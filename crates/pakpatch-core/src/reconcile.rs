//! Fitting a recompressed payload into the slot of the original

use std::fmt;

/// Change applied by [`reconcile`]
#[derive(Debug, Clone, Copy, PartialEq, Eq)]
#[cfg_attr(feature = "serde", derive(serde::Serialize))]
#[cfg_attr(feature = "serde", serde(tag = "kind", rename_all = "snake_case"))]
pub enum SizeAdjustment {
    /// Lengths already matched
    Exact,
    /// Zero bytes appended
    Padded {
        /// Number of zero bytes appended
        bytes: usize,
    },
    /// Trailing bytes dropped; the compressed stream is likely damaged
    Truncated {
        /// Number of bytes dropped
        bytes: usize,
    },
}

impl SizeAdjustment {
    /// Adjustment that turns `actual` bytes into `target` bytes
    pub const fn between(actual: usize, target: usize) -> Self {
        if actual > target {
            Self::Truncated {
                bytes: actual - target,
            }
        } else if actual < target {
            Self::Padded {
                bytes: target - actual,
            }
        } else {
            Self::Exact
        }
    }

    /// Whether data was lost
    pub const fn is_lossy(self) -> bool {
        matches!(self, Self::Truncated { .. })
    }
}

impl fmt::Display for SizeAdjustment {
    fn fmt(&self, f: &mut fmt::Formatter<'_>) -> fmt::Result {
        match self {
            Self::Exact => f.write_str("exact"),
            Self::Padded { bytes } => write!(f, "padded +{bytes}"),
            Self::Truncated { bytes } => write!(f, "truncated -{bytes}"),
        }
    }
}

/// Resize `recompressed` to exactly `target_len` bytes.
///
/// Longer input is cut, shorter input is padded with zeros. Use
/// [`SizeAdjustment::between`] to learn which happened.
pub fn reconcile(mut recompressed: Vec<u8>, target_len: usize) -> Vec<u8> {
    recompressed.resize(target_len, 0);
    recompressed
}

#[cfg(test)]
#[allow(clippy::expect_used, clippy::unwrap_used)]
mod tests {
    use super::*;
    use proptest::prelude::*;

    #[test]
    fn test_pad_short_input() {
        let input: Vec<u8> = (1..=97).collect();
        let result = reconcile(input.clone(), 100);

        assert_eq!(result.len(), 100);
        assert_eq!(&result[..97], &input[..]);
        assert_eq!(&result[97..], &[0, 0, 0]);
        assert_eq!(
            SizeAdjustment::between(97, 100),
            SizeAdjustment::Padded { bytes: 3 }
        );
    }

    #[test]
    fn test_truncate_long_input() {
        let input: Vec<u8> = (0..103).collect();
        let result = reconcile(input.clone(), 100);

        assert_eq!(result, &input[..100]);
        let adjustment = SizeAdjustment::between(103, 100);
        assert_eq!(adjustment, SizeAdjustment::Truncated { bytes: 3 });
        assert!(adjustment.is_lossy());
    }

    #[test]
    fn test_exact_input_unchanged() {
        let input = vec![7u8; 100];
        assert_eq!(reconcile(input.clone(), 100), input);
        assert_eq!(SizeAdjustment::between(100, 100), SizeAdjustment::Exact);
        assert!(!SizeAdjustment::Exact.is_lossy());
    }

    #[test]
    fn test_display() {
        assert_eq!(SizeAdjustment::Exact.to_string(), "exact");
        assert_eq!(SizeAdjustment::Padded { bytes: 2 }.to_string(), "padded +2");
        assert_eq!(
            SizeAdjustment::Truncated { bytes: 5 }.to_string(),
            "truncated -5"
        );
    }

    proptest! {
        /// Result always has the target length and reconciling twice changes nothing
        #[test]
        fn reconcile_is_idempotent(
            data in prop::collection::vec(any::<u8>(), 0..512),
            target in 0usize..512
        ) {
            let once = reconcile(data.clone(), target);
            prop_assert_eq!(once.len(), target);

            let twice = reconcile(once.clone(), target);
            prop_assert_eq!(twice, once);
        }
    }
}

- Required work: Where a line of the records above holds the word "dropped", copy that line.

- Solution below:
    /// Trailing bytes dropped; the compressed stream is likely damaged
        /// Number of bytes dropped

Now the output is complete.